▶ Work item
Find every line in the data that contains the word "InsufficientData". Return each of those lines.
------ Data provided
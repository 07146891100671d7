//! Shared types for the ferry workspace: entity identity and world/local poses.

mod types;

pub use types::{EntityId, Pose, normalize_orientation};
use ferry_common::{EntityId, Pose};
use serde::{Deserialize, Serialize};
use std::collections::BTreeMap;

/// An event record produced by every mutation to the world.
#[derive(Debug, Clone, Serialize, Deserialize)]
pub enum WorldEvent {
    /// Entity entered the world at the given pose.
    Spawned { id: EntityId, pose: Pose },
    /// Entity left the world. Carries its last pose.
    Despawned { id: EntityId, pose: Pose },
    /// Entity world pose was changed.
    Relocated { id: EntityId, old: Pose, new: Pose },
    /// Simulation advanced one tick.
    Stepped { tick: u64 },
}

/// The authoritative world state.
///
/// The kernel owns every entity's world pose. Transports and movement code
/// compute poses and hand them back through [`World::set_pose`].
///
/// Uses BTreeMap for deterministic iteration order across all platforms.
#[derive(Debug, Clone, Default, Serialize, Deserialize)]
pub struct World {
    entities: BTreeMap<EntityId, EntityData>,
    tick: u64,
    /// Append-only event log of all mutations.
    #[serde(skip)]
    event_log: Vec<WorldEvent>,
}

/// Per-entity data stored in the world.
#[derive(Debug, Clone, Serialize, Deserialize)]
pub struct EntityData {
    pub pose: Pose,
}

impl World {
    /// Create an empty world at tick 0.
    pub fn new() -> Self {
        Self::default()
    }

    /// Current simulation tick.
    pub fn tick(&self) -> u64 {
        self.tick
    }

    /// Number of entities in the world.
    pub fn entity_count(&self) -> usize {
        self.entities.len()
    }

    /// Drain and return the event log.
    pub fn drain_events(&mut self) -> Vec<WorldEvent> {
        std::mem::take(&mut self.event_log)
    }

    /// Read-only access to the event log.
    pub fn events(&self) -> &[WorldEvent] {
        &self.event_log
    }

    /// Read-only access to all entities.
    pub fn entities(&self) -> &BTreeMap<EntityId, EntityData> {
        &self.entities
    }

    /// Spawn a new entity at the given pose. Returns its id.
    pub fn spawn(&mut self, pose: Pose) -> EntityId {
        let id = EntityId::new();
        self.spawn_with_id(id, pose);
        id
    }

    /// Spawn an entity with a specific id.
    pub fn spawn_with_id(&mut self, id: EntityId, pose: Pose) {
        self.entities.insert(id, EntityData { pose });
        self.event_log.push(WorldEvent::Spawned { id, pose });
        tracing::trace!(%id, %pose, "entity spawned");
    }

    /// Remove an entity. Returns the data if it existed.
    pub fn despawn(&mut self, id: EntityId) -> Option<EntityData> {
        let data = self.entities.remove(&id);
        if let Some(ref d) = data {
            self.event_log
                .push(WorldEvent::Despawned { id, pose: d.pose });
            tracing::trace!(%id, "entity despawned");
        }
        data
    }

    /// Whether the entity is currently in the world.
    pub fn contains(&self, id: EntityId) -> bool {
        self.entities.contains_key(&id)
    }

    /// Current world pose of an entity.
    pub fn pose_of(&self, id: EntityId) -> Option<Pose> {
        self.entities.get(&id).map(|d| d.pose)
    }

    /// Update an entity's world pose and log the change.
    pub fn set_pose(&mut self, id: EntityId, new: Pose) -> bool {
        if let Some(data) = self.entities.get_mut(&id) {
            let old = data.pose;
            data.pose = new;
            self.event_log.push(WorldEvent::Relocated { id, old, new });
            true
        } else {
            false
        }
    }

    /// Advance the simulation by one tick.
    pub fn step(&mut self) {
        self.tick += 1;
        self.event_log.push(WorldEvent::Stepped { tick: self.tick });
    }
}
------------
------ Data provided
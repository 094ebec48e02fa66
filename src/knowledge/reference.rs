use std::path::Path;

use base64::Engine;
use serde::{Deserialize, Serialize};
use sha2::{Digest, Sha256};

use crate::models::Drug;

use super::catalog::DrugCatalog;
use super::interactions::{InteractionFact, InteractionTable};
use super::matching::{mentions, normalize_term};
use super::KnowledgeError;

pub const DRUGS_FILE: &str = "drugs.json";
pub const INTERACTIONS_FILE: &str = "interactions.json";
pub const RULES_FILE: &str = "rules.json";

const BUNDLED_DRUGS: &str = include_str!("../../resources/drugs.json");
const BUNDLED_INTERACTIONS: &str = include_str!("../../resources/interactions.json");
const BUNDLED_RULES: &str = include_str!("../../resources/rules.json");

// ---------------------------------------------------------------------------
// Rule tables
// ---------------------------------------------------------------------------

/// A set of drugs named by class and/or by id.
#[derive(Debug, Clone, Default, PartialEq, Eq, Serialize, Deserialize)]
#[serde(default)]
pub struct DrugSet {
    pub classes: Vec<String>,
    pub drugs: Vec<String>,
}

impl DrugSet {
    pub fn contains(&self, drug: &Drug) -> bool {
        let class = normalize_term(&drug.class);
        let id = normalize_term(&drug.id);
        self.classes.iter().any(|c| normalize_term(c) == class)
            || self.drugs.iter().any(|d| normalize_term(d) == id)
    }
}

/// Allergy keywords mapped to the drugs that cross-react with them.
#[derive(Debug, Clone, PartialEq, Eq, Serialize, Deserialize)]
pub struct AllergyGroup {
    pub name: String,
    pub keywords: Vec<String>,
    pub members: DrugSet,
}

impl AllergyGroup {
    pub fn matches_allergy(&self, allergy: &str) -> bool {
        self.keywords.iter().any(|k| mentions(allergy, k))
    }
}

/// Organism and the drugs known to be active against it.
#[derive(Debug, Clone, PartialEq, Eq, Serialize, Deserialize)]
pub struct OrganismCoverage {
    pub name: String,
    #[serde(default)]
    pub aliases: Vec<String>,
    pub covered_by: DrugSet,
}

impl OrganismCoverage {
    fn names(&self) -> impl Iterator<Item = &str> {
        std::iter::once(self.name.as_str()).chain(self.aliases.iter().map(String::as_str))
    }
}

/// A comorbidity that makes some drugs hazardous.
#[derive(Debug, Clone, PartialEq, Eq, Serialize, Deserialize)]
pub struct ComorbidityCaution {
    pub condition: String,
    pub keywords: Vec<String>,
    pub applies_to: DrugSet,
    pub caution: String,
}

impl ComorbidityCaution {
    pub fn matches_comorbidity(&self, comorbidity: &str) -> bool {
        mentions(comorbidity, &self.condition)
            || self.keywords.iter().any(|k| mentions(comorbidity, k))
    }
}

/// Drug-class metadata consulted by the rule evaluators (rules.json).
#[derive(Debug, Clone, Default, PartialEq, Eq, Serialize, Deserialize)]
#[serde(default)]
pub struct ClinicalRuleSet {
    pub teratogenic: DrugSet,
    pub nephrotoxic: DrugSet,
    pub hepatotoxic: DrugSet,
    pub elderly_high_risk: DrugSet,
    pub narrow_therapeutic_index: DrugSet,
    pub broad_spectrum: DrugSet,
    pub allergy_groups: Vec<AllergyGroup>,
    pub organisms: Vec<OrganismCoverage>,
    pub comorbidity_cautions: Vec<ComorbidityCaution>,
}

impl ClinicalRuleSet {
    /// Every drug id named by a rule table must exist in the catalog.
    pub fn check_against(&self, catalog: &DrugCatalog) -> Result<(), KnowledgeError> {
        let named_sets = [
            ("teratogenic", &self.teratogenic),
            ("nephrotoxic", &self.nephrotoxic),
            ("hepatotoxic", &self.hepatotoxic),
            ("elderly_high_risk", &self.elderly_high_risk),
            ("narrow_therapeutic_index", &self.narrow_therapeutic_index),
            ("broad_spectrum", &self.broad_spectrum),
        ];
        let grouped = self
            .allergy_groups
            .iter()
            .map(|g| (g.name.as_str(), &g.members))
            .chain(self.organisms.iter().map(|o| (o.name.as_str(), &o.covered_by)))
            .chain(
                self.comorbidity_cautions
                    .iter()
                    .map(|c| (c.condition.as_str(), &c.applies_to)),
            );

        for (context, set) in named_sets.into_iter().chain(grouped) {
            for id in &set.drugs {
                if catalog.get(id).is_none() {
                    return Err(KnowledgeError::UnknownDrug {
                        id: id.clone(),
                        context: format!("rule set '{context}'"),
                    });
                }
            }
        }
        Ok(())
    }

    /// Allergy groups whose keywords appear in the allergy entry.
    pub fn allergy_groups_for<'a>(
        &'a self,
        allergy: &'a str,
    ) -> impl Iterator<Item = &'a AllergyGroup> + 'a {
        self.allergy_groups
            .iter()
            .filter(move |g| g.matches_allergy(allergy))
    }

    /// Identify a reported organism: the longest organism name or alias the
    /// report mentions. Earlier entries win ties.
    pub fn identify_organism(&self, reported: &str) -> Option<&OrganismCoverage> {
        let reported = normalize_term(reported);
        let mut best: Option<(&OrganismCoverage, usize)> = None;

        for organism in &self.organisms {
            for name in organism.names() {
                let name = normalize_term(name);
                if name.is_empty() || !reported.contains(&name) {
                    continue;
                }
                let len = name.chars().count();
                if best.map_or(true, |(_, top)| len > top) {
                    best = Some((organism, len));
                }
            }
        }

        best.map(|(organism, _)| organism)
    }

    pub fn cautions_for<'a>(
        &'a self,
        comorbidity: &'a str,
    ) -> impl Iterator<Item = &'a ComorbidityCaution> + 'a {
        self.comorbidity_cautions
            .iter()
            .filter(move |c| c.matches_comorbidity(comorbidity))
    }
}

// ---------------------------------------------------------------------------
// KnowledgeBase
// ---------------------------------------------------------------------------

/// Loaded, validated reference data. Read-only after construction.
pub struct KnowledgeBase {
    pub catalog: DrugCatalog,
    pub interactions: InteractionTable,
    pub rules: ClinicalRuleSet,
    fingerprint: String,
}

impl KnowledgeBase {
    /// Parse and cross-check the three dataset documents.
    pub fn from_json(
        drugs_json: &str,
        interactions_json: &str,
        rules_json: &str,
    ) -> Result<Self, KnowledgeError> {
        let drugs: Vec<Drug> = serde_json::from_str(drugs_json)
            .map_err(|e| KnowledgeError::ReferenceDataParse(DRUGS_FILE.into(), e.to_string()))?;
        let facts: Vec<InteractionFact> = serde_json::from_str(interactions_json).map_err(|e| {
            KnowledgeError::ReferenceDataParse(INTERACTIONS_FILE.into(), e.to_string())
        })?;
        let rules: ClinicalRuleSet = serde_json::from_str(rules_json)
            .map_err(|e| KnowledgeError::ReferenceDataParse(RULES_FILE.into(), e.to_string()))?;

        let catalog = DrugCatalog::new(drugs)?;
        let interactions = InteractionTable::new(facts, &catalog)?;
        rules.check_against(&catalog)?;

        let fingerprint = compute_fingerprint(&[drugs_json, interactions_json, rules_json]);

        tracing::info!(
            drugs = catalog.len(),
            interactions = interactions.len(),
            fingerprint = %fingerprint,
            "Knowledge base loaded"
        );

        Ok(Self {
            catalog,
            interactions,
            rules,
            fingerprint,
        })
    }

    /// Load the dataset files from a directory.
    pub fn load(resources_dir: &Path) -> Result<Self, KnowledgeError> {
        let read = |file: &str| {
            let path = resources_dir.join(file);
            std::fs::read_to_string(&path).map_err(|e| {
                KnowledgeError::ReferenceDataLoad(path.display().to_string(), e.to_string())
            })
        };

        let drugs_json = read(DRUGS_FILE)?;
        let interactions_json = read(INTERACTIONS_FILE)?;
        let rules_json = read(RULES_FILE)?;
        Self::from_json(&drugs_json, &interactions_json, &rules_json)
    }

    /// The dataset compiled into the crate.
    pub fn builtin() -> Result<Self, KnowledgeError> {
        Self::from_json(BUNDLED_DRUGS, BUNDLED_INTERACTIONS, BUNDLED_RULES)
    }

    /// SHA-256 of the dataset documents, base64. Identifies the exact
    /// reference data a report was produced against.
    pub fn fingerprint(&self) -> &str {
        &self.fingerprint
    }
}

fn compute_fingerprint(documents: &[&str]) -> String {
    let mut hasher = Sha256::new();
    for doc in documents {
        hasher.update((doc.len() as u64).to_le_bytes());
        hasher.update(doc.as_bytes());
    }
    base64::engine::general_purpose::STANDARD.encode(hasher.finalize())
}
------------
------ Data provided
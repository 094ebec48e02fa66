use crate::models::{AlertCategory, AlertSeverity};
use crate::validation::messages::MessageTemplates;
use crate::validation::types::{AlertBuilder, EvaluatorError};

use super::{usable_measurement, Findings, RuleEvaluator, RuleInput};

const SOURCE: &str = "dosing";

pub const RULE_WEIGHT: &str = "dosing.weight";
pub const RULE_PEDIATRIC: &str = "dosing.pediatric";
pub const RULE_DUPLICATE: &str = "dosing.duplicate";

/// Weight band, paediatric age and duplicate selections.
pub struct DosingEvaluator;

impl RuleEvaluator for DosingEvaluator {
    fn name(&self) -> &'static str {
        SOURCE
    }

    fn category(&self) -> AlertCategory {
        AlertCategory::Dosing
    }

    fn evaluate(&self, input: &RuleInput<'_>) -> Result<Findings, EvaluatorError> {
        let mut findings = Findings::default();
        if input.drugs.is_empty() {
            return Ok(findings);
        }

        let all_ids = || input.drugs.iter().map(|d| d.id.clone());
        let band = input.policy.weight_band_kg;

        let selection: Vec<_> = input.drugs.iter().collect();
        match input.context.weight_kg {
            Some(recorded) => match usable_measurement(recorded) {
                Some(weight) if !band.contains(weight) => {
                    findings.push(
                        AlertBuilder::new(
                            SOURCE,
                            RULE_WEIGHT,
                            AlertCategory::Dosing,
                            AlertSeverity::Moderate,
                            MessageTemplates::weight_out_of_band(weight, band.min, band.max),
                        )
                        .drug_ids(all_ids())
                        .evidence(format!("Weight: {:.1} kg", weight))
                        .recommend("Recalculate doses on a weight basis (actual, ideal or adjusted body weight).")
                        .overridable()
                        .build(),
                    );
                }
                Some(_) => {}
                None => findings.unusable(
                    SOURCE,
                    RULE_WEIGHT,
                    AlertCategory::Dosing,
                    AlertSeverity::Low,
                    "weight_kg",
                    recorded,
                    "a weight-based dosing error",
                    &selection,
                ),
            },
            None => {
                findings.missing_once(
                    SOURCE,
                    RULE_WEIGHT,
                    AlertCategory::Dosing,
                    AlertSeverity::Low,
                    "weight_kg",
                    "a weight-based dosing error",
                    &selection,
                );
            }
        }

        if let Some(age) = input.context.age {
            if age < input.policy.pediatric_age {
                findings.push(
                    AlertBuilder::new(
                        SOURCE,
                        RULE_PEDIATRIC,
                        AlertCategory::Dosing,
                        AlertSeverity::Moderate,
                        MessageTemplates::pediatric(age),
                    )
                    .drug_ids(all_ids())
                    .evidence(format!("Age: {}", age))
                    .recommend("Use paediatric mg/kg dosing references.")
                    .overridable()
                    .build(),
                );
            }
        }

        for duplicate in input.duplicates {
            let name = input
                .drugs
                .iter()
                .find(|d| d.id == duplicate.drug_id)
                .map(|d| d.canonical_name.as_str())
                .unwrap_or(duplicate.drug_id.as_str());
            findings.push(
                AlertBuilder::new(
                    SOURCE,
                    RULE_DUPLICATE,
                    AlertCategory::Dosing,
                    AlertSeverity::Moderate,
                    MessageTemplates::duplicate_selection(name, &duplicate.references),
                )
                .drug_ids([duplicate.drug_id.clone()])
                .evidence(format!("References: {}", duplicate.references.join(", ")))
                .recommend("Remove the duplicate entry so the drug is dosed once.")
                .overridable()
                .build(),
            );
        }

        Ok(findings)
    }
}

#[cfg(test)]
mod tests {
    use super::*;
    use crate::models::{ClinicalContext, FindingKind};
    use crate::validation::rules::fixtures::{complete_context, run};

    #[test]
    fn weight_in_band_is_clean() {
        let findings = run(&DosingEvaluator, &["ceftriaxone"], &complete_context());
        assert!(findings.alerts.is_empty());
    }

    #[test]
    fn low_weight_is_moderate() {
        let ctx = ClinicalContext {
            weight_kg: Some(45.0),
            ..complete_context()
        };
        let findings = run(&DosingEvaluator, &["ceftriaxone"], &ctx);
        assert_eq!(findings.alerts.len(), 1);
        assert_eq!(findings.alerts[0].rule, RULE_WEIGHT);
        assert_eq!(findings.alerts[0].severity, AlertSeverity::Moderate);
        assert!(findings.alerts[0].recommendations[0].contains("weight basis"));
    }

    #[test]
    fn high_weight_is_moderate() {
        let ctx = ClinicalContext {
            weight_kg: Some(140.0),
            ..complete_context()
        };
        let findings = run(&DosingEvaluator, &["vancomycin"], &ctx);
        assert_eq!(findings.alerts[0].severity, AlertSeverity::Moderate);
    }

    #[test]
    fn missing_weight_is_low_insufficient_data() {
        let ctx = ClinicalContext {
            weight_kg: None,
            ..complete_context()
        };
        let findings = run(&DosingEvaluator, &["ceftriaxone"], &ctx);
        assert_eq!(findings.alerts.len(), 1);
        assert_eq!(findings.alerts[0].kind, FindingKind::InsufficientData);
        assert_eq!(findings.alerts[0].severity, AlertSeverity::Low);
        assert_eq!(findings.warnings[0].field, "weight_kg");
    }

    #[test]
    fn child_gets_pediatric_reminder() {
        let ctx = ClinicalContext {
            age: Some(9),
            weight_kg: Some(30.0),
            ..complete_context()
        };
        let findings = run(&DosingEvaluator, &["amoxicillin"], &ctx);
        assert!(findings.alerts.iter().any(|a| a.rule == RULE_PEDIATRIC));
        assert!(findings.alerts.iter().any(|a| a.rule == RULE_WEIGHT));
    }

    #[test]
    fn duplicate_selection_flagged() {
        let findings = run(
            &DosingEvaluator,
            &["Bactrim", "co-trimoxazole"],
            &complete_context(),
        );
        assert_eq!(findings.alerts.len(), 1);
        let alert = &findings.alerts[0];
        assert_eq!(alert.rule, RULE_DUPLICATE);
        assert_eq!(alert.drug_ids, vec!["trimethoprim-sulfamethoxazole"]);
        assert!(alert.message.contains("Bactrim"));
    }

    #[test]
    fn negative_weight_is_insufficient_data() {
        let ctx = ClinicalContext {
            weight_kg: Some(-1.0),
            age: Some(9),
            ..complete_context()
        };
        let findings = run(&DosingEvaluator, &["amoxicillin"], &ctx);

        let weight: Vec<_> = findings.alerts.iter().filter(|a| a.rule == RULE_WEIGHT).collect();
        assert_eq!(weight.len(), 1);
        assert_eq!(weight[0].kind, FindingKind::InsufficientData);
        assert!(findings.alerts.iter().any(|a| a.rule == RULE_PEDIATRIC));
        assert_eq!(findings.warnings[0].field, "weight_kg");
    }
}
------------
▶ Output for this exercise
        assert_eq!(findings.alerts[0].kind, FindingKind::InsufficientData);
        assert_eq!(weight[0].kind, FindingKind::InsufficientData);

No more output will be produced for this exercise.